Our concentration areas

Child Health

A critical situation requiring immediate action to safeguard the lives of children"

The challenge:

Since the end of the civil war in 2003, Liberia has made significant progress in rebuilding its health services. However, there is still a deep mistrust among Liberians towards the health system, primarily due to the devastating Ebola crisis in 2014. This mistrust has particularly affected child healthcare, resulting in a high number of deaths among children under the age of 5 every year.

According to the Liberian Ministry of Health, many children lose their lives to preventable diseases such as neonatal causes, malaria, pneumonia, diarrhea, and measles. Newborn babies are especially vulnerable, with more than a third of all child deaths occurring within their first month of life. Even if they survive infancy, children still face threats from diseases like pneumonia, malaria, typhoid fever, diarrhea, measles, and AIDS. Shockingly, one in ten children does not live beyond their fifth birthday due to these largely preventable and treatable illnesses.

Tragically, pregnant women and mothers also face significant risks in Liberia. The country has one of the highest rates of maternal mortality globally according to the World Health Organizations (WHO). Approximately one out of every ten women dies during pregnancy, childbirth, or postpartum.

It is evident that despite Liberia's efforts to rebuild its health system after years of conflict and disease outbreaks like Ebola, there are still immense challenges ahead in ensuring access to quality healthcare for all its citizens.

The death of a mother significantly increases the risk of her baby's mortality. High rates of malnutrition and a fragile healthcare system in Liberia further hinder progress, depriving children of the opportunity to overcome common childhood illnesses. As a result, Liberia experiences the tragic loss of 11,000 children under the age of five annually.
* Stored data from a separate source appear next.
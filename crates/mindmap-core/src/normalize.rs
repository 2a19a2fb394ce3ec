//! Schema normalizer for externally supplied trees.
//!
//! Agent backends emit trees in a snake_case convention (`root_id`,
//! `parent_id`, `created_at`); the canonical in-memory schema is camelCase.
//! Detection is by marker field: a string-valued `rootId` means the payload
//! is already canonical and passes through unchanged. Everything else goes
//! through an explicit validate-then-convert decode that fails closed —
//! a payload missing required fields never becomes a `Mindmap`.

use crate::id::NodeId;
use crate::model::{Mindmap, MindmapError, MindmapNode, now_iso};
use log::debug;
use serde_json::{Map, Value};
use std::collections::HashMap;

/// Normalize an external tree payload into the canonical schema.
///
/// Both paths run `Mindmap::validate` before the tree is accepted, so a
/// referentially broken payload surfaces `MalformedInput` instead of
/// corrupting the store.
pub fn normalize_tree(value: Value) -> Result<Mindmap, MindmapError> {
    if value.get("rootId").is_some_and(Value::is_string) {
        // Already canonical: decode directly. Absent timestamps are
        // backfilled by the serde defaults; nothing else changes.
        let map: Mindmap = serde_json::from_value(value)
            .map_err(|e| MindmapError::MalformedInput(e.to_string()))?;
        map.validate()?;
        return Ok(map);
    }

    let Some(obj) = value.as_object() else {
        return Err(MindmapError::MalformedInput(
            "tree payload is not a JSON object".to_string(),
        ));
    };

    let id = require_str(obj, "id", "tree")?.to_string();
    let root_id = NodeId::intern(require_str(obj, "root_id", "tree")?);
    let title = opt_str(obj, "title").unwrap_or_default().to_string();

    let Some(raw_nodes) = obj.get("nodes").and_then(Value::as_object) else {
        return Err(MindmapError::MalformedInput(
            "missing required field `nodes` on tree".to_string(),
        ));
    };

    debug!(
        "normalizing snake_case tree `{id}` with {} node(s)",
        raw_nodes.len()
    );
    let mut nodes = HashMap::with_capacity(raw_nodes.len());
    for (key, raw) in raw_nodes {
        nodes.insert(NodeId::intern(key), normalize_node(key, raw)?);
    }

    let map = Mindmap {
        id,
        title,
        root_id,
        nodes,
        created_at: opt_str(obj, "created_at").map_or_else(now_iso, str::to_string),
        updated_at: opt_str(obj, "updated_at").map_or_else(now_iso, str::to_string),
    };
    map.validate()?;
    Ok(map)
}

/// Convert one snake_case node object, defaulting the optional fields.
fn normalize_node(key: &str, raw: &Value) -> Result<MindmapNode, MindmapError> {
    let Some(obj) = raw.as_object() else {
        return Err(MindmapError::MalformedInput(format!(
            "node `{key}` is not a JSON object"
        )));
    };

    let id = NodeId::intern(require_str(obj, "id", key)?);
    let text = require_str(obj, "text", key)?.to_string();
    let parent_id = opt_str(obj, "parent_id").map(NodeId::intern);
    let children = obj
        .get("children")
        .and_then(Value::as_array)
        .map(|entries| {
            entries
                .iter()
                .filter_map(Value::as_str)
                .map(NodeId::intern)
                .collect()
        })
        .unwrap_or_default();
    let level = obj.get("level").and_then(Value::as_u64).unwrap_or(0) as u32;
    let collapsed = obj
        .get("collapsed")
        .and_then(Value::as_bool)
        .unwrap_or(false);

    Ok(MindmapNode {
        id,
        text,
        parent_id,
        children,
        level,
        collapsed,
        style: None,
    })
}

fn require_str<'a>(
    obj: &'a Map<String, Value>,
    field: &str,
    context: &str,
) -> Result<&'a str, MindmapError> {
    obj.get(field).and_then(Value::as_str).ok_or_else(|| {
        MindmapError::MalformedInput(format!(
            "missing required field `{field}` on `{context}`"
        ))
    })
}

fn opt_str<'a>(obj: &'a Map<String, Value>, field: &str) -> Option<&'a str> {
    obj.get(field).and_then(Value::as_str)
}
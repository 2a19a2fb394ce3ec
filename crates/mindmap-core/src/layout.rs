//! Proportional subtree-height tree layout.
//!
//! Deterministic and recomputed from scratch on every change — no caching,
//! no incremental update. Two passes over the visible tree:
//!
//! 1. post-order subtree weights: a leaf weighs 1, an internal node the sum
//!    of its visible children (collapsed children contribute nothing);
//! 2. top-down vertical-interval allocation: the root gets
//!    `total_weight * vertical_spacing` centered at 0, every node sits at
//!    the midpoint of its interval, and children split the interval
//!    proportionally to weight, in sibling order, with no gaps or overlap.
//!
//! Depth alone decides the horizontal axis: `x = level * horizontal_spacing`.

use crate::id::NodeId;
use crate::model::{Mindmap, MindmapNode};
use crate::visibility::visible_children;
use serde::Serialize;
use std::collections::HashMap;

/// A 2D position for a visible node. `y = 0` is the vertical center of the
/// whole layout.
#[derive(Debug, Clone, Copy, PartialEq, Serialize)]
pub struct Position {
    pub x: f32,
    pub y: f32,
}

/// Spacing units for the layout grid.
#[derive(Debug, Clone, Copy)]
pub struct LayoutConfig {
    /// Horizontal distance between adjacent depth levels.
    pub horizontal_spacing: f32,
    /// Vertical space allocated per unit of subtree weight.
    pub vertical_spacing: f32,
}

impl Default for LayoutConfig {
    fn default() -> Self {
        Self {
            horizontal_spacing: 200.0,
            vertical_spacing: 80.0,
        }
    }
}

/// Compute a position for every visible node. Hidden nodes get no entry.
///
/// Purely a function of tree structure and collapse flags — selection never
/// moves anything.
pub fn compute_layout(map: &Mindmap, config: &LayoutConfig) -> HashMap<NodeId, Position> {
    let mut positions = HashMap::new();
    let Some(root) = map.get(map.root_id) else {
        return positions;
    };

    let mut weights = HashMap::new();
    let total = subtree_weight(map, root, &mut weights) as f32 * config.vertical_spacing;

    place_node(
        map,
        config,
        root,
        0.0,
        -total / 2.0,
        total / 2.0,
        &weights,
        &mut positions,
    );
    positions
}

/// Post-order weight computation over the visible subtree.
fn subtree_weight(
    map: &Mindmap,
    node: &MindmapNode,
    weights: &mut HashMap<NodeId, u32>,
) -> u32 {
    let weight = visible_children(map, node)
        .map(|child| subtree_weight(map, child, weights))
        .sum::<u32>()
        .max(1);
    weights.insert(node.id, weight);
    weight
}

#[allow(clippy::too_many_arguments)]
fn place_node(
    map: &Mindmap,
    config: &LayoutConfig,
    node: &MindmapNode,
    x: f32,
    y_start: f32,
    y_end: f32,
    weights: &HashMap<NodeId, u32>,
    positions: &mut HashMap<NodeId, Position>,
) {
    // Center the node in its allocated vertical interval.
    positions.insert(
        node.id,
        Position {
            x,
            y: (y_start + y_end) / 2.0,
        },
    );

    let total: u32 = visible_children(map, node)
        .map(|child| weights.get(&child.id).copied().unwrap_or(1))
        .sum();
    if total == 0 {
        return;
    }

    // Partition the interval among children proportionally, contiguously.
    let span = y_end - y_start;
    let mut cursor = y_start;
    for child in visible_children(map, node) {
        let child_weight = weights.get(&child.id).copied().unwrap_or(1);
        let allocated = span * child_weight as f32 / total as f32;
        place_node(
            map,
            config,
            child,
            x + config.horizontal_spacing,
            cursor,
            cursor + allocated,
            weights,
            positions,
        );
        cursor += allocated;
    }
}
pub mod agent;
pub mod session;

pub use agent::{
    ClientEffect, EffectOutcome, NodeSummary, Snapshot, apply_effect, begin_turn, end_turn,
    snapshot,
};
pub use session::{Session, SessionError};
//! Pure mutation algebra over `Mindmap` values.
//!
//! Every operation borrows the input tree and returns a new one; the
//! original is never touched. Callers replace their stored tree with the
//! result, which is what makes two mutations from the same control flow
//! strictly ordered. A failed operation returns an error and nothing else —
//! there is no half-updated state to roll back.

use crate::id::NodeId;
use crate::model::{Mindmap, MindmapError, MindmapNode};

impl Mindmap {
    /// Add a new leaf under `parent_id`, appended to the end of the
    /// parent's children. Returns the new tree and the new node's id.
    pub fn add_child(
        &self,
        parent_id: NodeId,
        text: &str,
    ) -> Result<(Mindmap, NodeId), MindmapError> {
        let parent = self.node(parent_id)?;
        let level = parent.level + 1;

        let mut next = self.clone();
        let new_id = next.fresh_node_id();
        next.nodes
            .insert(new_id, MindmapNode::new(new_id, text, Some(parent_id), level));
        if let Some(parent) = next.nodes.get_mut(&parent_id) {
            parent.children.push(new_id);
        }
        next.touch();
        Ok((next, new_id))
    }

    /// Add one child per entry of `texts` under the same parent, in input
    /// order. Atomic: the parent is validated once up front, so either
    /// every node is added or none is.
    pub fn add_branch(
        &self,
        parent_id: NodeId,
        texts: &[String],
    ) -> Result<(Mindmap, Vec<NodeId>), MindmapError> {
        self.node(parent_id)?;

        let mut current = self.clone();
        let mut new_ids = Vec::with_capacity(texts.len());
        for text in texts {
            let (next, id) = current.add_child(parent_id, text)?;
            current = next;
            new_ids.push(id);
        }
        Ok((current, new_ids))
    }

    /// Delete `node_id` and its entire subtree. The root cannot be deleted —
    /// the tree must always have exactly one root.
    pub fn delete_subtree(&self, node_id: NodeId) -> Result<Mindmap, MindmapError> {
        let node = self.node(node_id)?;
        let Some(parent_id) = node.parent_id else {
            return Err(MindmapError::InvalidOperation(
                "cannot delete the root node".to_string(),
            ));
        };

        let mut next = self.clone();
        if let Some(parent) = next.nodes.get_mut(&parent_id) {
            parent.children.retain(|c| *c != node_id);
        }
        for id in self.subtree_ids(node_id) {
            next.nodes.remove(&id);
        }
        next.touch();
        Ok(next)
    }

    /// Replace a node's text. No structural change.
    pub fn rename_node(&self, node_id: NodeId, text: &str) -> Result<Mindmap, MindmapError> {
        self.node(node_id)?;

        let mut next = self.clone();
        if let Some(node) = next.nodes.get_mut(&node_id) {
            node.text = text.to_string();
        }
        next.touch();
        Ok(next)
    }

    /// Flip a node's collapsed flag. Descendants keep their own flags —
    /// they just have no visual effect while an ancestor is collapsed.
    pub fn toggle_collapse(&self, node_id: NodeId) -> Result<Mindmap, MindmapError> {
        self.node(node_id)?;

        let mut next = self.clone();
        if let Some(node) = next.nodes.get_mut(&node_id) {
            node.collapsed = !node.collapsed;
        }
        next.touch();
        Ok(next)
    }
}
Our Support to the Solution

In today's world, with the resources available to us, it is unacceptable for any child or mother to die from preventable causes. At the Sekou Jomanday Foundation (SJF), we are dedicated to providing assistance to local health facilities, particularly in rural areas, by offering low-cost medications and impactful health interventions that save lives.

To ensure that our impact is felt on a wider scale, SJF operates at all levels. We actively participate in the development of health policies and plans that prioritize reducing child, neonatal, and maternal deaths in the country. Furthermore, we provide support to rural healthcare facilities in order to enhance service delivery, especially in hard-to-reach south-eastern counties, while also mobilizing communities to take charge of their own health.

To ensure that children and women have access to the appropriate medicines when they need them most, we work closely with the Ministry of Health to procure and distribute essential drugs and supplies.

In order to enhance maternal and newborn survival rates, our foundation provides training for rural health workers conducted by experienced professionals from larger cities. These trainings equip them with simple yet highly effective techniques for managing potentially fatal complications during pregnancy and childbirth. We also advocate for reproductive health services tailored for pregnant teenagers while promoting maternal and newborn tetanus vaccination as well as prevention of mother- to-child transmission (PMTCT) of HIV services.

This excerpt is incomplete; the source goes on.